Huntsman’s Chorus / Old John Peel

This weekend I’m off to the market town of Masham, North Yorkshire, which this year hosts the annual English Country Music Weekend. So to get me in the mood, here’s a couple of North country dance tunes.

I feel like I’ve known ‘The Huntsman’s Chorus’ forever. I wonder if perhaps the Oyster Ceilidh Band used to play it, back in the late seventies, when I first started going to dances. I also feel like I’ve always known of the connection with the Yorkshire Dales, in particular with the Beresford family (although exactly how I would have known that, I’m not sure), and that the tune started life in Weber’s opera Der Freischütz – despite the fact that I’m pretty sure I’ve never heard Der Freischütz, and indeed I don’t think I’m familiar with any of Weber’s work. The Traditional Tune Archive tells us that it is in fact just the first half of the dance tune which can be found in the opera – in a choral piece called ‘Was glecht wohl auf Erden’, which opens the third act. You can hear it on YouTube.

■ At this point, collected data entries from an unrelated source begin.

use std::collections::BTreeMap;
use std::fmt;

use chrono::{DateTime, Utc};
use serde::{Deserialize, Serialize};

/// Stages of one restore invocation, in execution order
#[derive(Debug, Clone, Copy, PartialEq, Eq, Serialize, Deserialize)]
#[serde(rename_all = "snake_case")]
pub enum RestoreStage {
    Start,
    SafetyBackup,
    Validate,
    RecordBaseline,
    ResolveChain,
    WriteBack,
    Verify,
    Done,
    Failed,
}

impl fmt::Display for RestoreStage {
    fn fmt(&self, f: &mut fmt::Formatter<'_>) -> fmt::Result {
        let name = match self {
            RestoreStage::Start => "START",
            RestoreStage::SafetyBackup => "SAFETY_BACKUP",
            RestoreStage::Validate => "VALIDATE",
            RestoreStage::RecordBaseline => "RECORD_BASELINE",
            RestoreStage::ResolveChain => "RESOLVE_CHAIN",
            RestoreStage::WriteBack => "WRITE_BACK",
            RestoreStage::Verify => "VERIFY",
            RestoreStage::Done => "DONE",
            RestoreStage::Failed => "FAILED",
        };
        f.write_str(name)
    }
}

/// Write counters for one restored table
#[derive(Debug, Clone, Default, PartialEq, Serialize, Deserialize)]
pub struct TableRestoreResult {
    pub expected_rows: usize,
    pub inserted: usize,
    pub updated: usize,
    pub errors: usize,
    pub error_details: Vec<String>,
}

/// A table that was not written back, and why
#[derive(Debug, Clone, PartialEq, Serialize, Deserialize)]
pub struct TableFailure {
    pub table: String,
    pub reason: String,
    #[serde(default, skip_serializing_if = "Option::is_none")]
    pub detail: Option<String>,
}

/// Post-restore count below the tolerated share of the expected count
#[derive(Debug, Clone, PartialEq, Serialize, Deserialize)]
pub struct VerificationWarning {
    pub table: String,
    pub expected: usize,
    pub actual: u64,
}

/// Audit record of one restore invocation, written on success and failure
#[derive(Debug, Clone, PartialEq, Serialize, Deserialize)]
pub struct RestoreLog {
    pub started_at: DateTime<Utc>,
    pub completed_at: Option<DateTime<Utc>>,
    pub snapshot_id: String,
    pub safety_snapshot_id: Option<String>,
    pub safety_skipped: bool,
    pub max_workers: usize,
    pub stage: RestoreStage,
    /// Stage that was running when the restore failed
    #[serde(default, skip_serializing_if = "Option::is_none")]
    pub failed_at: Option<RestoreStage>,
    pub before_counts: BTreeMap<String, u64>,
    pub after_counts: BTreeMap<String, u64>,
    pub tables_restored: BTreeMap<String, TableRestoreResult>,
    pub tables_failed: Vec<TableFailure>,
    pub total_inserted: usize,
    pub total_updated: usize,
    pub total_errors: usize,
    pub validation_warnings: Vec<String>,
    pub verification_warnings: Vec<VerificationWarning>,
    pub cancelled: bool,
    pub error: Option<String>,
}

impl RestoreLog {
    pub fn new(snapshot_id: &str, max_workers: usize, safety_skipped: bool) -> Self {
        Self {
            started_at: Utc::now(),
            completed_at: None,
            snapshot_id: snapshot_id.to_string(),
            safety_snapshot_id: None,
            safety_skipped,
            max_workers,
            stage: RestoreStage::Start,
            failed_at: None,
            before_counts: BTreeMap::new(),
            after_counts: BTreeMap::new(),
            tables_restored: BTreeMap::new(),
            tables_failed: Vec::new(),
            total_inserted: 0,
            total_updated: 0,
            total_errors: 0,
            validation_warnings: Vec::new(),
            verification_warnings: Vec::new(),
            cancelled: false,
            error: None,
        }
    }

    pub fn record_failure(&mut self, table: &str, reason: &str, detail: Option<String>) {
        self.tables_failed.push(TableFailure {
            table: table.to_string(),
            reason: reason.to_string(),
            detail,
        });
    }

    /// Recompute totals from the per-table results
    pub fn tally_totals(&mut self) {
        self.total_inserted = self.tables_restored.values().map(|r| r.inserted).sum();
        self.total_updated = self.tables_restored.values().map(|r| r.updated).sum();
        self.total_errors = self.tables_restored.values().map(|r| r.errors).sum();
    }
}

#[cfg(test)]
mod tests {
    use super::*;

    #[test]
    fn test_tally_totals() {
        let mut log = RestoreLog::new("s1", 1, false);
        log.tables_restored.insert(
            "users".to_string(),
            TableRestoreResult {
                expected_rows: 3,
                inserted: 2,
                updated: 1,
                errors: 0,
                error_details: Vec::new(),
            },
        );
        log.tables_restored.insert(
            "orders".to_string(),
            TableRestoreResult {
                expected_rows: 2,
                inserted: 1,
                updated: 0,
                errors: 1,
                error_details: vec!["boom".to_string()],
            },
        );
        log.tally_totals();

        assert_eq!(log.total_inserted, 3);
        assert_eq!(log.total_updated, 1);
        assert_eq!(log.total_errors, 1);
    }

    #[test]
    fn test_stage_serializes_snake_case() {
        let value = serde_json::to_value(RestoreStage::RecordBaseline).unwrap();
        assert_eq!(value, serde_json::json!("record_baseline"));
        assert_eq!(RestoreStage::RecordBaseline.to_string(), "RECORD_BASELINE");
    }
}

Der Freischütz was first performed in Berlin in 1821, but a version of ‘The Huntsman’s Chorus’ had soon made its way into the music manuscript book (dated 1823) of Joshua Gibbons from Tealby, Lincolnshire – albeit with the title ‘Election Tune, June 1826’.

Clearly the tune entered the country dance repertoire at some point – in the Yorkshire Dales at any rate. Peter Kennedy recorded the tune in 1954, played by fiddle-player Peter Beresford and accordionist George Beresford, at Oughtershaw in Langstrothdale, and it was published, along with an associated dance, in English Dance & Song, February 1965, Volume XXVII No. 2. A copy of the relevant page can be found on the Contrafusion website.

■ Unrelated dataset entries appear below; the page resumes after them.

//! List commands implementation

use anyhow::Result;
use remote_table_backup::Context;

use super::common::print_listing;

/// Execute the list command
pub async fn execute(ctx: &Context) -> Result<()> {
    print_listing(&ctx.backups, "backups")
}

/// Execute the list-safety command
pub async fn execute_safety(ctx: &Context) -> Result<()> {
    print_listing(&ctx.safety, "safety backups")
}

For more information about this tune, the musical Beresford family,  the tunes they played, and a great deal more, check out Bob Ellis’ compendious collection of Yorkshire dance tunes There Was None of this Lazy Dancing.

 

‘The Old John Peel’ is from Cumberland, as far as I know. It was very much part of the repertoire at the English sessions in Eynsham in the late 80s having originally been introduced, I imagine, by Dave Townsend.

We recorded it on the second Geckoes album Art Gecko, and then Ian Anderson featured it on a Folk Roots covermount CD (we were “brand leaders” as I recall). It was as a result of this that I had my one and only play by the great John Peel who, amused by the tune title, featured it on his late night World Service radio show.

 

Huntsman’s Chorus / Old John Peel

Played on a Hohner four-stop one-row melodeon in C

Billy Harrison’s Father’s Polka

A tune from East Yorkshire fiddle-player Billy Harrison, who was recorded by Jim Eldon in the 1980s, playing both dance tunes and local carol settings, on fiddle and cello. Jim’s recordings were made available by Musical Traditions as Yorkshire Fiddle Tunes, Songs and Carols – originally released on cassette in 1987, now available as a download for just a quid from www.mtrecords.co.uk.

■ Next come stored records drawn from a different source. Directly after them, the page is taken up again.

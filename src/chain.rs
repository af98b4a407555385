//! Backup chain resolution
//!
//! Follows `Unchanged` markers back through earlier snapshots until the
//! table's rows are found. Loaded ancestors are cached for the lifetime of
//! one resolver, so resolving many tables reads each ancestor once.

use std::collections::{BTreeMap, HashMap, HashSet};
use std::sync::Arc;

use crate::error::{EngineError, Result};
use crate::models::{Row, Snapshot, TableEntry};
use crate::store::SnapshotStore;

/// Effective content of a table after walking its chain
#[derive(Debug, Clone, PartialEq)]
pub enum Resolved {
    Rows { origin: String, rows: Vec<Row> },
    /// The chain ends in a failed backup; never treated as empty
    Failed { origin: String, message: String },
}

pub struct ChainResolver {
    store: SnapshotStore,
    cache: HashMap<String, Arc<Snapshot>>,
    max_hops: usize,
}

impl ChainResolver {
    pub fn new(store: SnapshotStore) -> Result<Self> {
        let max_hops = store.count()? + 1;
        Ok(Self {
            store,
            cache: HashMap::new(),
            max_hops,
        })
    }

    /// Number of ancestor snapshots loaded so far
    pub fn cached_snapshots(&self) -> usize {
        self.cache.len()
    }

    fn ancestor(&mut self, id: &str, table: &str) -> Result<Arc<Snapshot>> {
        if let Some(snapshot) = self.cache.get(id) {
            return Ok(Arc::clone(snapshot));
        }
        let snapshot = self.store.load(id).map_err(|e| EngineError::ChainBroken {
            table: table.to_string(),
            reason: format!("referenced snapshot {} is missing or unreadable: {}", id, e),
        })?;
        let snapshot = Arc::new(snapshot);
        self.cache.insert(id.to_string(), Arc::clone(&snapshot));
        Ok(snapshot)
    }

    pub fn resolve(&mut self, snapshot: &Snapshot, table: &str) -> Result<Resolved> {
        let mut visited: HashSet<String> = HashSet::from([snapshot.id().to_string()]);
        let mut holder: Option<Arc<Snapshot>> = None;
        let mut hops = 0;

        loop {
            let current: &Snapshot = holder.as_deref().unwrap_or(snapshot);
            let entry = current
                .entry(table)
                .ok_or_else(|| EngineError::ChainBroken {
                    table: table.to_string(),
                    reason: format!("snapshot {} has no entry for the table", current.id()),
                })?;

            let reference = match entry {
                TableEntry::Materialized(rows) => {
                    return Ok(Resolved::Rows {
                        origin: current.id().to_string(),
                        rows: rows.clone(),
                    });
                }
                TableEntry::Failed { error_message } => {
                    return Ok(Resolved::Failed {
                        origin: current.id().to_string(),
                        message: error_message.clone(),
                    });
                }
                TableEntry::Unchanged {
                    reference_snapshot_id,
                    ..
                } => reference_snapshot_id.clone(),
            };

            if !visited.insert(reference.clone()) || hops >= self.max_hops {
                return Err(EngineError::ChainCycle {
                    table: table.to_string(),
                    snapshot_id: reference,
                });
            }
            hops += 1;
            holder = Some(self.ancestor(&reference, table)?);
        }
    }

    /// Resolve several tables of one snapshot, sharing the ancestor cache
    pub fn resolve_all(
        &mut self,
        snapshot: &Snapshot,
        tables: &[String],
    ) -> BTreeMap<String, Result<Resolved>> {
        tables
            .iter()
            .map(|table| (table.clone(), self.resolve(snapshot, table)))
            .collect()
    }
}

Jim Eldon also wrote an article for Musical Traditions about Billy’s life – Billy Harrison: Yorkshire Wolds Fiddler.

About ‘Father’s Polka’ he says simply “I haven’t yet found anyone who knows this tune from another source”. But I assume that Billy called it ‘Father’s Polka’ because he’d learned it from his father, like Billy and his brother Bob, a violin-player.

Billy Harrison c1929, from Musical Traditions.

Billy Harrison c1929, from Musical Traditions.

Billy Harrison’s Father’s Polka

Played on G/D anglo-concertina

Greensleeves / Money in both pockets / The Divil in Ireland

Three jigs from the 1798 manuscript of North Yorkshire miller Joshua Jackson. Jackson’s tunes have been published in two volumes by Geoff & Liz Bowen and Robin & Rosalind Shepherd. You can buy them from the Yorkshire Dales Workshop website – almost 500 tunes in all.

These tunes all come from Volume 1.

Greensleeves

G/D anglo-concertina

Had this been listed as “Untitled Jig” I doubt that I would have spotted that it’s part of the very wide, and very diverse family of Greensleeves tunes.

Money in both pockets

G/D anglo-concertina

This tune turns up in English, Scottish, Irish and North American sources. Neil Gow published a version in 1792, and it was in Preston’s Twenty Four Country Dances for the Year 1793.
See the Traditional Tune Archive for more.

The Divil in Ireland

C/G anglo-concertina

This seems to be better known as ‘Get Up Old Woman And Shake Yourself’ or ‘Go to the Devil and Shake Yourself’ (although there’s a completely different tune which I associate with that title).